Millions of people across the UK continue to struggle with soaring bills as the cost of living crisis persists.
With inflation still in double digits at 10.4 per cent – having risen unexpectedly in March – the cost of goods in supermarket aisles and on high street shelves remains high, stretching household budgets after a long winter of expensive energy bills.
And, while there is plenty of state support available, it can be tricky to keep track of precisely which initiatives are currently in play and how long for.
Both the government’s Warm Home Discount and Cold Weather Payment schemes ceased to apply as of 1 April, for instance.
Below, we look at what support households can claim and the key dates to watch out for to make sure you’re not missing out.
Energy Price Guarantee extended
There was some good news for consumers recently in Jeremy Hunt’s Budget of 15 March, with the chancellor announcing that the energy price guarantee (EPG) – introduced by Liz Truss last September to ensure households paid no more than £2,500 for their electricity and gas, with the government subsidising the remainder due to providers under Ofgem’s energy price cap – would be extended for a further three months.
Mr Hunt had reportedly been tempted to increase the EPG to £3,000, a considerably less generous offer that would have eased the burden on the state, but ultimately thought better of it.
“High energy bills are one of the biggest worries for families, which is why we’re maintaining the energy price guarantee at its current level,” the chancellor told Parliament in his Spring Statement.
“With energy bills set to fall from July onwards, this temporary change will bridge the gap and ease the pressure on families, while also helping to lower inflation too.”
Without that help in place, the average household would have been paying an annualised bill of £4,279 between January and April but, because of the EPG, that was reduced to £2,500 with the government picking up the remaining £1,779.
Ofgem has since dropped the cap by 23 per cent to £3,280 for the second quarter of the year, with Mr Hunt’s decision meaning the public will continue to be shielded rather than pay that full amount while the state will be paying considerably less, more like £780 per household.
Energy Bill Support Scheme expired
While that might sound like a positive development, the Energy Bill Support Scheme introduced by Rishi Sunak a year ago during his time in 11 Downing Street has now expired, with the final £67 installment of the £400 total hitting bank accounts in late March.
Campaigners like Citizens Advice chief executive Dame Clare Moriarty have warned that this change means many families could now end up paying more.
“The withdrawal of the Energy Bill Support Scheme will still mean the average monthly bill rises by £67 from April,” she said. “With millions already unable to afford their bills and energy prices set to remain high in the years ahead, the government must now look at long-term solutions to this problem.
“Many people, especially those on low incomes, will need ongoing support not only to pay their bills but to make their homes safer and warmer through improved energy efficiency.”
Sarah Coles, head of personal finance at Hargreaves Lansdown, agreed, commenting: “Unfortunately, we’re not out of the woods yet.
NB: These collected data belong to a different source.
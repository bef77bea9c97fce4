//! Scenario extraction from model output
//!
//! Scrapes the rows of a pipe-delimited markdown table out of free-form text.
//! This is best-effort: prose, header rows, alignment rows and rows with too
//! few cells are dropped without error, so malformed output simply yields a
//! short or empty list.

use tracing::debug;

use crate::models::TestScenario;

/// Label of the first header column
const HEADER_ID: &str = "Scenario ID";

/// Leading empty cell plus the four data cells
const MIN_CELLS: usize = 5;

/// Extract scenarios from a sequence of lines, in source order
pub fn extract_scenarios<'a, I>(lines: I) -> Vec<TestScenario>
where
    I: IntoIterator<Item = &'a str>,
{
    let scenarios: Vec<TestScenario> = lines.into_iter().filter_map(parse_row).collect();
    debug!(count = scenarios.len(), "Extracted test scenarios");
    scenarios
}

/// Extract scenarios from a block of text with `\n` or `\r\n` line endings
pub fn extract_scenarios_from_text(text: &str) -> Vec<TestScenario> {
    extract_scenarios(text.lines())
}

fn parse_row(line: &str) -> Option<TestScenario> {
    if !line.starts_with('|') {
        return None;
    }

    let cells: Vec<&str> = line.split('|').collect();
    if cells.len() < MIN_CELLS {
        return None;
    }

    let [id, description, input_data, expected] =
        [cells[1], cells[2], cells[3], cells[4]].map(str::trim);

    if id.is_empty() || id == HEADER_ID {
        return None;
    }

    if [id, description, input_data, expected]
        .iter()
        .all(|cell| is_alignment_cell(cell))
    {
        return None;
    }

    Some(TestScenario {
        id: id.to_string(),
        description: description.to_string(),
        input_data: input_data.to_string(),
        expected: expected.to_string(),
    })
}

/// `---`, `:--`, `:-:` and friends
fn is_alignment_cell(cell: &str) -> bool {
    cell.contains('-') && cell.chars().all(|c| c == '-' || c == ':' || c.is_whitespace())
}
//! API module for the testgen server
//!
//! This module contains the API routes, handlers and middleware stack.

use axum::{
    http::{header, Method},
    response::{IntoResponse, Response},
    routing::{get, post},
    Router,
};
use std::any::Any;
use std::sync::Arc;
use std::time::Duration;
use tower_http::catch_panic::CatchPanicLayer;
use tower_http::cors::{Any as AnyOrigin, CorsLayer};
use tower_http::trace::TraceLayer;

pub mod errors;
pub mod health;
pub mod scenarios;

use crate::server::TestGenServer;
use errors::ApiError;

/// Build the router for API endpoints
pub fn build_router(server: Arc<TestGenServer>) -> Router {
    Router::new()
        .route("/generate-test-cases", post(scenarios::generate_test_cases))
        // Health check
        .route("/health", get(health::health_check))
        .layer(cors_layer())
        .layer(TraceLayer::new_for_http())
        .layer(CatchPanicLayer::custom(handle_panic))
        // Shared state
        .with_state(server)
}

/// CORS policy, allow-all and always on.
///
/// Credentials cannot be combined with a wildcard origin, so they stay off.
pub fn cors_layer() -> CorsLayer {
    CorsLayer::new()
        .allow_origin(AnyOrigin)
        .allow_methods([Method::GET, Method::POST, Method::OPTIONS])
        .allow_headers([header::ACCEPT, header::CONTENT_TYPE])
        .expose_headers([header::LINK])
        .max_age(Duration::from_secs(300))
}

/// Turn a handler panic into a 500 instead of dropping the connection
fn handle_panic(err: Box<dyn Any + Send + 'static>) -> Response {
    let detail = if let Some(s) = err.downcast_ref::<String>() {
        s.clone()
    } else if let Some(s) = err.downcast_ref::<&str>() {
        s.to_string()
    } else {
        "unknown panic".to_string()
    };

    ApiError::InternalServerError(format!("Handler panicked: {}", detail)).into_response()
}

// Re-export handlers for easier imports
pub use health::*;
pub use scenarios::*;
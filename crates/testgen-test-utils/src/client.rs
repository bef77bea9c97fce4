use axum::{
    body::{self, Body, Bytes},
    http::{header, HeaderMap, Method, Request, StatusCode},
    Router,
};
use serde_json::Value;
use tower::ServiceExt;

use crate::error::TestError;

/// Test client that drives a router in-process, without binding a port
#[derive(Clone)]
pub struct TestClient {
    app: Router,
}

/// Fully buffered response
#[derive(Debug)]
pub struct TestResponse {
    pub status: StatusCode,
    pub headers: HeaderMap,
    pub body: Bytes,
}

impl TestResponse {
    /// Body decoded as JSON
    pub fn json(&self) -> Result<Value, TestError> {
        Ok(serde_json::from_slice(&self.body)?)
    }

    /// Body as lossy UTF-8
    pub fn text(&self) -> String {
        String::from_utf8_lossy(&self.body).into_owned()
    }

    /// Header value as a string, if present and valid
    pub fn header(&self, name: &str) -> Option<&str> {
        self.headers.get(name).and_then(|v| v.to_str().ok())
    }
}

impl TestClient {
    /// Create a new test client from a Router
    pub fn from_router(app: Router) -> Self {
        Self { app }
    }

    /// Send a prepared request to the router and buffer the response
    pub async fn send(&self, request: Request<Body>) -> Result<TestResponse, TestError> {
        let response = self
            .app
            .clone()
            .oneshot(request)
            .await
            .map_err(|e| TestError::Request(format!("Failed to execute request: {}", e)))?;

        let status = response.status();
        let headers = response.headers().clone();
        let body = body::to_bytes(response.into_body(), usize::MAX)
            .await
            .map_err(|e| TestError::Body(e.to_string()))?;

        Ok(TestResponse {
            status,
            headers,
            body,
        })
    }

    /// POST a JSON value
    pub async fn post_json(&self, path: &str, body: &Value) -> Result<TestResponse, TestError> {
        let json_body = serde_json::to_string(body)?;
        self.post_raw(path, Some("application/json"), json_body).await
    }

    /// POST an arbitrary body, optionally with a content type
    pub async fn post_raw(
        &self,
        path: &str,
        content_type: Option<&str>,
        body: impl Into<Body>,
    ) -> Result<TestResponse, TestError> {
        let mut builder = Request::builder().method(Method::POST).uri(path);
        if let Some(content_type) = content_type {
            builder = builder.header(header::CONTENT_TYPE, content_type);
        }

        let request = builder
            .body(body.into())
            .map_err(|e| TestError::Request(format!("Failed to build request: {}", e)))?;
        self.send(request).await
    }

    /// GET a path
    pub async fn get(&self, path: &str) -> Result<TestResponse, TestError> {
        let request = Request::builder()
            .method(Method::GET)
            .uri(path)
            .body(Body::empty())
            .map_err(|e| TestError::Request(format!("Failed to build request: {}", e)))?;
        self.send(request).await
    }

    /// CORS preflight for a POST from `origin`
    pub async fn preflight(&self, path: &str, origin: &str) -> Result<TestResponse, TestError> {
        let request = Request::builder()
            .method(Method::OPTIONS)
            .uri(path)
            .header(header::ORIGIN, origin)
            .header(header::ACCESS_CONTROL_REQUEST_METHOD, "POST")
            .header(header::ACCESS_CONTROL_REQUEST_HEADERS, "content-type")
            .body(Body::empty())
            .map_err(|e| TestError::Request(format!("Failed to build request: {}", e)))?;
        self.send(request).await
    }
}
The loss of the monthly discount from April is still going to hit hard as we’ll need to find an extra £67 each month from somewhere.
“Already 48 per cent of people are finding it difficult to pay their energy bills – rising to 54 per cent among those in their 30s and 40s. Meanwhile, more than one-in-20 have fallen behind on their bills (6 per cent). This rises to one-in-seven of the fifth lowest earners.
“For these people, the removal of the £67-a-month discount is going to mean even bigger bill nightmares.”
Key dates for benefits
Despite that potential setback, the usual state support in the shape of benefits and pensions will be going out as usual in May, although it is worth bearing in mind that there are no fewer than three bank holidays come up this month, which might complicate matters somewhat.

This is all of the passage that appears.